- Ticket sales in 2020 fell 80% to $2.28 billion.
- This is the lowest tally for the domestic box office in nearly 40 years.
- The domestic box office has not topped $100 million in any month since March.
With just a few days before the end of the year, the impact of the coronavirus pandemic on the film industry in 2020 is clear and devastating.
Ticket sales crumpled 80% to $2.28 billion, a far cry from the second-best box office haul ever of $11.4 billion in 2019, according to data from Comscore.
"To say that this was a challenging year for movie theaters is an understatement," said Paul Dergarabedian, senior media analyst at Comscore.
The year started off strong, with the industry garnering more than $900 million in January, a 10% increase compared with the same month a year before. Much of its success was owed to films like "Jumanji: The Next Level" and "Star Wars: The Rise of Skywalker," which were released in December 2019 and still playing in theaters during January.
February topped $651 million in ticket sales, a 4% increase over the previous February.
However, in March, the film industry entered a period of forced hibernation as the U.S. went into lockdown to stem the coronavirus pandemic.
In March 2019, the domestic box office scored $967 million in sales thanks to blockbuster titles like "Captain Marvel," "Us" and "How to Train Your Dragon: The Hidden World." With theaters suddenly shuttering, the March 2020 box office slumped 73% to just $258 million.
Even after cinemas were permitted to reopen, the largest chains remained shuttered until late August. As a result, the domestic box office has not topped $100 million in sales in any month since March.
"The full year North American box office numbers will naturally represent a mere fraction of the pre-pandemic marketplace, but the fact that over $2 billion in revenue was generated in 2020 is certainly impressive," Dergarabedian said.
The nearly $2.3 billion in ticket sales seen in 2020 is an estimate and could alter slightly ahead of Jan. 1. However, analysts do not expect this figure to fluctuate much given that less than 40% of cinemas are open to the public domestically and those that are able to operate must do so at a limited capacity.

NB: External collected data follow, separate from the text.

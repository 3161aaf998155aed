//! Container root population.

use std::path::{Path, PathBuf};

use dockling_common::config::DocklingConfig;
use dockling_image::{MaterializedImage, Materializer};

use crate::error::{RuntimeError, RuntimeResult};

/// How a fresh container root gets its contents.
#[derive(Debug, Clone, PartialEq, Eq)]
pub enum RootPopulationStrategy {
    /// Pull the image named by the reference and extract it into the root.
    FetchRemoteImage(String),
    /// Copy a single host executable into the root at its own path.
    /// A bare name is looked up on the host `PATH`.
    CopyLocalBinary(PathBuf),
}

/// What a populated root now contains.
#[derive(Debug, Clone, PartialEq, Eq)]
pub enum Population {
    /// An extracted image.
    Image(MaterializedImage),
    /// One executable, at the given path inside the root.
    Binary(PathBuf),
}

impl RootPopulationStrategy {
    /// Fills `root` according to the strategy.
    ///
    /// # Errors
    ///
    /// Returns [`RuntimeError::Image`] if materialization fails,
    /// [`RuntimeError::CommandNotFound`] if a bare name is not on `PATH`,
    /// or [`RuntimeError::Launch`] if the copy fails.
    pub fn populate(&self, root: &Path, config: &DocklingConfig) -> RuntimeResult<Population> {
        match self {
            Self::FetchRemoteImage(reference) => {
                let image = Materializer::new(config)?.materialize(reference, root)?;
                Ok(Population::Image(image))
            }
            Self::CopyLocalBinary(path) => {
                let host_path = resolve_host_binary(path)?;
                let target =
                    dockling_core::filesystem::install::install_executable(root, &host_path)?;
                Ok(Population::Binary(target))
            }
        }
    }
}

fn resolve_host_binary(path: &Path) -> RuntimeResult<PathBuf> {
    if path.components().count() > 1 {
        return Ok(path.to_path_buf());
    }
    let resolved = which::which(path).map_err(|source| RuntimeError::CommandNotFound {
        command: path.display().to_string(),
        source,
    })?;
    tracing::debug!(command = %path.display(), resolved = %resolved.display(), "resolved on host PATH");
    Ok(resolved)
}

Not to mention, there are no more weekends left in the year, which is the most popular time for moviegoers to visit theaters.
Assuming this figure holds, it will be the lowest tally the domestic box office has collected in nearly 40 years, according to Comscore data. Box office tracking was not done cohesively until the early 80's, Dergarabedian said, so it is difficult to backtrack the data further.

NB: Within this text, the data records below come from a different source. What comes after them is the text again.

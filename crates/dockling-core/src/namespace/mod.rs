//! Linux namespace management for container isolation.
//!
//! Only the PID namespace is isolated; mount, network, user, IPC, and UTS
//! namespaces are shared with the host.

pub mod pid;
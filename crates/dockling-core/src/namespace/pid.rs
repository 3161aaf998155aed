//! PID namespace isolation.
//!
//! Gives the container its own process ID space, where the first child
//! spawned afterwards becomes PID 1.

use dockling_common::error::{LaunchError, LaunchResult};

/// Moves all future children of the calling process into a new PID namespace.
///
/// The calling process keeps its own PID; only processes forked after a
/// successful call see the new numbering. The kernel also refuses to create
/// new threads in the caller from this point on, so any helper threads must
/// already be running.
///
/// # Errors
///
/// Returns [`LaunchError::Namespace`] if `unshare(CLONE_NEWPID)` fails,
/// typically because the caller lacks `CAP_SYS_ADMIN`.
#[cfg(target_os = "linux")]
pub fn create_pid_namespace() -> LaunchResult<()> {
    use nix::sched::{CloneFlags, unshare};

    unshare(CloneFlags::CLONE_NEWPID).map_err(|e| LaunchError::Namespace {
        source: std::io::Error::from(e),
    })?;
    tracing::debug!("PID namespace created for children");
    Ok(())
}

/// Stub for non-Linux platforms.
///
/// # Errors
///
/// Always returns an error: PID namespaces require Linux.
#[cfg(not(target_os = "linux"))]
pub fn create_pid_namespace() -> LaunchResult<()> {
    Err(LaunchError::Namespace {
        source: std::io::Error::new(
            std::io::ErrorKind::Unsupported,
            "PID namespaces require Linux",
        ),
    })
}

Heading into 2021, analysts and movie theater operators are more optimistic about the box office. While there are no major film releases until March, the recent opening of "Wonder Woman 1984" in the U.S. and Canada is bolstering confidence in an industry-wide recovery.
"We are cautiously optimistic as long as needles are going into arms," said one movie theater operator with locations in the southern part of the U.S. referring to the rollout of vaccines in the country.
The hope for these businesses is that enough people will get vaccinated by mid-2021 that cinemas will be able to reopen to full capacity and moviegoers will once again feel comfortable returning to see big blockbusters.
The slate of films is particularly robust, considering how many movies were postponed from 2020. This includes Marvel's "Black Widow," the ninth "Fast and Furious" film, "Jungle Cruise," a new "Minions" movie and the James Bond film "No Time to Die."
"'Wonder Woman 1984' showed the power and allure of the movie theater still exists even in the midst of a pandemic and that's at least some good news in what has been a year the industry would like to put in the rear view," Dergarabedian said.
Disclosure: Comcast is the parent company of NBCUniversal and CNBC. NBCUniversal is the studio behind the "Fast and Furious" films and has international distribution rights to "No Time to Die."